I guess Gate 2 would be where royalties would depart from too.
Passengers seated in the rear board the plane from the rear door via the apron.
Heading to my seat.
The legroom on board 9M-AGC, a newish Airbus A320-200 that isn’t a A320neo despite most planes in the AG series being as such.
The view from my seat 9F.
The view out of the plane from my seat.
Pushing back from Gate 2.
Heading to the runway.
Passing by the Royal Malaysian Air Force training division.
Making a u-turn to the southwest to take off from Runway 22.
Preparing for take-off from Runway 22.
From the runway, you can see how small Alor Setar Sultan Abdul Halim Airport terminal building is with just 2 gates.
The overall exterior of Alor Setar Sultan Abdul Halim Airport. But I have no complains about the small size since every process is so efficient when there’s no other flight passengers to compete with for boarding.
Goodbye Alor Setar. Actually I haven’t even visited the town before, hmm.
But goodbye anyway.
Goodbye Anak Bukit Railway Station, the KTM Komuter access for Alor Setar Sultan Abdul Halim Airport.
Flying past the track alignment south of Anak Bukit.
Flying over Alor Setar Tower.
Flying over Alor Setar Railway Station.
Flying past Gurun Railway Station.
Soon after, the plane went through some clouds which made for a slightly turbulent flight.
The seat belt signs also remained switched on until about the middle of the flight near KL (my gut feeling) when the plane turned right towards the Malacca Strait, possibly to avoid more turbulence over Peninsular Malaysia.
Once the seat belt signs were switched off, the meal service commenced. I ordered the Spiral Pasta with Chicken Sausage (RM10.60), with a “Max Your Meal” upgrade (RM5.30) with an additional side of Potato Salad and Chocolate Banana Muffin. As this is a domestic flight, SST has to be paid on the meal.

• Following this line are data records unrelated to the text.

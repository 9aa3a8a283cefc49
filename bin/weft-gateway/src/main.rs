//! weft-gateway – entry point.
//!
//! Startup order:
//! 1. Parse configuration from environment variables.
//! 2. Initialise structured tracing.
//! 3. Connect the broker producer.
//! 4. Build the Axum router and serve (TLS when credentials are set).

mod config;
mod error;
mod routes;

use std::net::SocketAddr;
use std::sync::Arc;

use tracing::{info, warn};

use weft_broker::{BrokerKind, MemBroker, NsqProducer, Producer};

use crate::config::Config;
use crate::routes::AppState;

#[tokio::main]
async fn main() -> anyhow::Result<()> {
    // ── 1. Configuration ─────────────────────────────────────────────────────
    let cfg = Config::from_env();

    // ── 2. Tracing ───────────────────────────────────────────────────────────
    let env_filter = tracing_subscriber::EnvFilter::try_from_default_env()
        .or_else(|_| cfg.log_level.parse::<tracing_subscriber::EnvFilter>())
        .unwrap_or_else(|_| tracing_subscriber::EnvFilter::new("info"));
    let subscriber = tracing_subscriber::fmt().with_env_filter(env_filter);
    if cfg.log_json {
        subscriber.json().init();
    } else {
        subscriber.init();
    }

    info!(version = env!("CARGO_PKG_VERSION"), "weft-gateway starting");

    // ── 3. Broker producer ───────────────────────────────────────────────────
    let producer: Arc<dyn Producer> = match cfg.broker {
        BrokerKind::Nsq => {
            let producer = NsqProducer::connect(&cfg.broker_host, cfg.broker_port)?;
            info!(host = %cfg.broker_host, port = cfg.broker_port, "publishing to NSQ");
            Arc::new(producer)
        }
        BrokerKind::Mem => {
            // Accepted tasks go nowhere outside this process; only useful
            // for development and smoke tests.
            warn!("using in-process broker; accepted tasks are not distributed");
            MemBroker::new()
        }
    };

    // ── 4. HTTP server ───────────────────────────────────────────────────────
    let state = Arc::new(AppState { producer });
    let app = routes::build(state);
    let addr: SocketAddr = cfg.bind_address.parse()?;

    if let Some((cert, key)) = cfg.tls() {
        let tls = axum_server::tls_rustls::RustlsConfig::from_pem_file(cert, key).await?;
        info!(%addr, "HTTPS server listening");
        axum_server::bind_rustls(addr, tls)
            .serve(app.into_make_service())
            .await?;
    } else {
        let listener = tokio::net::TcpListener::bind(addr).await?;
        info!(%addr, "HTTP server listening");
        axum::serve(listener, app)
            .with_graceful_shutdown(shutdown_signal())
            .await?;
    }

    info!("weft-gateway stopped");
    Ok(())
}

/// Resolves when SIGINT (Ctrl-C) or SIGTERM is received.
async fn shutdown_signal() {
    let ctrl_c = async {
        if let Err(e) = tokio::signal::ctrl_c().await {
            warn!(error = %e, "failed to install CTRL+C signal handler");
        }
    };

    #[cfg(unix)]
    let terminate = async {
        use tokio::signal::unix::{signal, SignalKind};
        match signal(SignalKind::terminate()) {
            Ok(mut s) => {
                s.recv().await;
            }
            Err(e) => warn!(error = %e, "failed to install SIGTERM handler"),
        }
    };

    #[cfg(not(unix))]
    let terminate = std::future::pending::<()>();

    tokio::select! {
        _ = ctrl_c => {}
        _ = terminate => {}
    }

    info!("shutdown signal received; starting graceful shutdown");
}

My Spiral Pasta with Chicken Sausage tastes even better than the last time I had it on the flight to Hanoi. Although the cheese looks bit lacking, the pasta was a lot more saucy and creamy. A comforting in-flight meal. 12/10 would recommend. (Although AirAsia seems to have taken it off the menu already dammit.)
Flying over the Malacca Strait.
Flying back into Peninsular Malaysia.
Flying over Layang-Layang.
Approaching Senai International Airport.
Touched down at Senai International Airport at 4.40pm – 25 minutes ahead of schedule.
The Senai International Airport terminal building.
Turning to the terminal.
A quick taxi later and my plane was parked at the gate.
A Petronas truck coming into the plane for refueling.
Disembarking from the plane via the aerobridge. Passengers seated at the rear disembarked via the stairs at the rear exit.
Heading to the domestic arrivals area. The transit area of Senai International Airport is shared by both arriving and departing passengers.
Heading down to the baggage reclaim area.
Feels so strange to be back in JB so quickly from the northern states.
As I had no check-in bags, I headed straight out.
With the early arrival of my flight, I rushed off to the Causeway Link counter in the hopes of getting a ticket for the 5pm Senai Airport Shuttle Service AA1 to JB Sentral, saving me a 1-hour wait for the next bus.
Overall, AirAsia AK6173 is a fantastic game-changer for commuting the length of Peninsular Malaysia. While there are flights between JB and Penang, or even to Alor Setar via a transit in KL, nothing beats getting a direct flight to where you need to go. On top of that, coming from Padang Besar and going back home, it seems surreal that I could travel from the Thailand-Malaysia border to the Malaysia-Singapore border in such a short time.
AirAsia is definitely changing how domestic flights work where there’s demand. Hopefully, there will be more such point-to-point flights in the near future.